Anlässlich des 3. Ökumenischen Kirchentags
in Frankfurt vom 13. bis 16.05.2021 haben
die Fachstelle Familienpastoral des Bistums
Limburg, der Fachbereich Kinder und Jugend und
das Stadtjugendpfarramt Frankfurt und Offenbach
(EKHN) eine digitale Schnitzeljagd unter dem Titel
»Schaut hin! Frankfurt ist bunt« entwickelt. Angelehnt
an das Wort »Geocache« und aufgrund der religiösen
Thematik heißt die browsergestützte Rallye
»Theocache«. Da im Gegensatz zu einem Cache (= Versteck)
keine versteckten Gegenstände gefunden werden
müssen, ist auch die Bezeichnung Bound (von
englisch »to bound« = springen) für diese Art der
Schnitzeljagd gebräuchlich, weshalb die Begriffe im
Folgenden synonym verwendet werden. Der Bound
führt 10- bis 14-jährige Schülerinnen und Schüler einzeln
oder in Klassen, Erstkommunionkinder, Konfigruppen
oder Kinder in Begleitung der Eltern auf Spurensuche
durch die Frankfurter Innenstadt. Dazu ist
nur ein internetfähiges Smartphone notwendig, denn
die Inhalte werden über den Browser des Gerätes an
den zu findenden Stationen über ausgehängte QRCodes
oder Kurzlinks aufgerufen. Eine Gruppe kann
entscheiden, ob mit einem oder mehreren Geräten
gleichzeitig teilgenommen werden soll. Das ist besonders
dann wichtig, wenn nicht alle Kinder einer Gruppe
über ein Smartphone verfügen.

Gamification mit Özcan, Kim und Tabea

Der Bound dient dem Casual Learning und sensibilisiert
auf spielerische, unterhaltsame und öffentlich wirksame
Weise für Themen rund um Frankfurt und den ÖKT.
Die Spielerinnen und Spieler begleiten die drei fiktiven
Kids Özcan, Kim und Tabea über eingespielte oder alternativ
lesbare Audiodialoge auf dem Weg zu prägnanten
Orten in der Innenstadt. Özcan, Kim und Tabea haben in
der Rahmenhandlung den Auftrag, für ihren erkrankten
Freund Frank Fotos zu machen, um einen Artikel zum
ÖKT in Frankfurt zu schreiben. Die fiktiven Figuren dienen
zur Identifikation und sollen neugierig auf die Orte
und Themen wie Gastfreundschaft, Zusammenleben,
Diskriminierung, Reich und Arm, Beten, Interreligiosität
und Stadtgeschichte machen.

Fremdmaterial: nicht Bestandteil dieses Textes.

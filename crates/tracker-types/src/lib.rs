//! Custody tracker state machine for one external-chain asset.
//!
//! A [`Tracker`] bridges a single external-chain custody address to the local
//! ledger. It owns one lock/redeem cycle at a time: a process reserves the
//! tracker, captures a frozen validator participant snapshot, accumulates
//! multisig signatures and finality votes, and settles exactly once when the
//! vote quorum is reached.
//!
//! The types here are pure state; the transaction handlers in
//! `pegbridge-handlers` drive the transitions.

mod errors;
mod multisig;
mod participant;
mod tracker;
mod votes;

pub use errors::{Mismatch, MultisigError, TrackerError, VoteError};
pub use multisig::MultisigAssembler;
pub use participant::{quorum_threshold, ParticipantEntry, ParticipantTable};
pub use tracker::{ProcessKind, ProcessState, Tracker, TrackerName, TrackerState};
pub use votes::VoteLedger;
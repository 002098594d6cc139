use pegbridge_db::DbError;
use pegbridge_tracker_types::{MultisigError, TrackerName};
use thiserror::Error;

#[derive(Debug, Clone, Error)]
pub enum BroadcastError {
    /// The tracker no longer matches the state the job was created against;
    /// broadcasting would act on stale data, so the job aborts.
    #[error("stale tracker state: {0}")]
    Stale(String),

    /// The tracker store failed.
    #[error("store error: {0}")]
    Db(#[from] DbError),

    /// The signature set cannot assemble a spend yet.
    #[error("multisig error: {0}")]
    Multisig(#[from] MultisigError),

    /// No lock script is known for the tracker's custody output.
    #[error("no lock script for tracker {0}")]
    MissingLockScript(TrackerName),

    /// Spending script assembly failed.
    #[error("script assembly failed: {0}")]
    Script(String),

    /// The pending external transaction failed to decode.
    #[error("malformed pending transaction: {0}")]
    Decode(String),

    /// The external chain driver refused or failed the broadcast.
    #[error("chain broadcast failed: {0}")]
    Chain(String),

    /// Re-injecting the internal completion transaction failed.
    #[error("internal broadcast failed: {0}")]
    Submit(String),
}
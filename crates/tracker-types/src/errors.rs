use pegbridge_primitives::prelude::*;
use thiserror::Error;

/// Pair of an expected and an actually-observed value, for mismatch errors.
#[derive(Debug, Clone, Eq, PartialEq)]
pub struct Mismatch<T> {
    pub expected: T,
    pub got: T,
}

impl<T: ::core::fmt::Display> ::core::fmt::Display for Mismatch<T> {
    fn fmt(&self, f: &mut ::core::fmt::Formatter<'_>) -> ::core::fmt::Result {
        write!(f, "expected {}, got {}", self.expected, self.got)
    }
}

#[derive(Debug, Clone, Error)]
pub enum TrackerError {
    /// A new lock/redeem was attempted while a process is already in flight.
    #[error("tracker not available for a new process")]
    NotAvailable,

    /// The embedded external transaction has no inputs.
    #[error("external transaction has no inputs")]
    MissingInputs,

    /// The embedded external transaction has no outputs.
    #[error("external transaction has no outputs")]
    MissingOutputs,

    /// The external transaction does not spend the tracker's current custody
    /// output.
    #[error("external transaction does not extend the custody chain: {0}")]
    SpentOutputMismatch(Mismatch<OutputRef>),

    /// A non-initial transaction was submitted against a tracker that has no
    /// committed custody output yet.
    #[error("no custody output recorded for a chained transaction")]
    NoCustodyOutput,

    /// A first lock transaction's sole output value must equal the lock
    /// amount plus the tracker's committed balance.
    #[error("first lock output value mismatch: {0}")]
    FirstLockValueMismatch(Mismatch<u64>),

    /// The redeem amount exceeds the committed custody balance.
    #[error("redeem amount {amount} exceeds custody balance {balance}")]
    BalanceUnderflow { balance: SatAmount, amount: SatAmount },

    /// Adding the lock amount to the committed balance overflowed.
    #[error("custody balance overflow")]
    BalanceOverflow,

    /// A participant snapshot cannot be captured from an empty validator set.
    #[error("validator set is empty")]
    EmptyValidatorSet,

    /// A state transition was requested outside of an in-flight process.
    #[error("tracker has no in-flight process")]
    NoProcess,

    /// A state transition was requested from the wrong state.
    #[error("invalid tracker state for transition: {0:?}")]
    InvalidState(crate::tracker::TrackerState),
}

#[derive(Debug, Clone, Error)]
pub enum VoteError {
    /// The vote index is outside the captured participant list.
    #[error("vote index {idx} out of range for {len} participants")]
    IndexOutOfRange { idx: i64, len: u32 },

    /// The validator index has already voted this process instance.
    #[error("duplicate vote for index {0}")]
    DuplicateVote(u32),

    /// The reporting validator is not part of the captured participant list.
    #[error("validator {0} is not a captured participant")]
    UnknownValidator(AccountAddress),

    /// The claimed vote index does not match the validator's position in the
    /// captured participant list.
    #[error("vote index mismatch: {0}")]
    IndexMismatch(Mismatch<u32>),
}

#[derive(Debug, Clone, Error)]
pub enum MultisigError {
    /// The signature slot index is outside the participant list.
    #[error("signature index {idx} out of range for {len} participants")]
    IndexOutOfRange { idx: u32, len: u32 },

    /// The signature slot for this participant is already filled.
    #[error("signature slot {0} already filled")]
    SlotOccupied(u32),

    /// Not enough signatures were collected to assemble a spend.
    #[error("insufficient signatures: have {got}, need {need}")]
    Incomplete { got: u32, need: u32 },
}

Auch dunkle Seiten wie
moderner Antisemitismus und Holocaust werden nicht
ausgeklammert. Bei der Planung sind einige wesentliche
Punkte zu beachten: die Vorauswahl der Strecke und
der einzelnen Orte, eine gute Mischung von Themen und
Aufgaben, prägnante und altersgerechte Texte und ggf.
die Produktion von Audiofiles sowie ggf. einer Internetseite
wie in diesem Fall.

Durch das Hochladen von eigenen Fotos, Gesprächsimpulsen
und einer interaktiven Station
spricht die Rallye gleich mehrere Sinne an, steigert
die Aufmerksamkeit und erhöht die Motivation, sich
mit den Themen auseinanderzusetzen. Fragen, Beobachtungs-
und Suchaufgaben beeinflussen als spielbasierte
Elemente den Lernprozess positiv (Gamification)
und bilden eine kreative Alternative oder
Ergänzung zu herkömmlichen Lernmethoden.

Am Ende des Bounds können bis zu fünf Fotos
hochgeladen werden. Diese werden automatisch in
den Artikel von Frank Furter integriert und als PDF an
die gewünschte Emailadresse gesandt. Dieses Produkt
belohnt die Teilnahme zusätzlich, dient als individuelle
Erinnerung, kann im Nachgang besprochen und als
Inspiration für eigene Artikel der Kinder dienen.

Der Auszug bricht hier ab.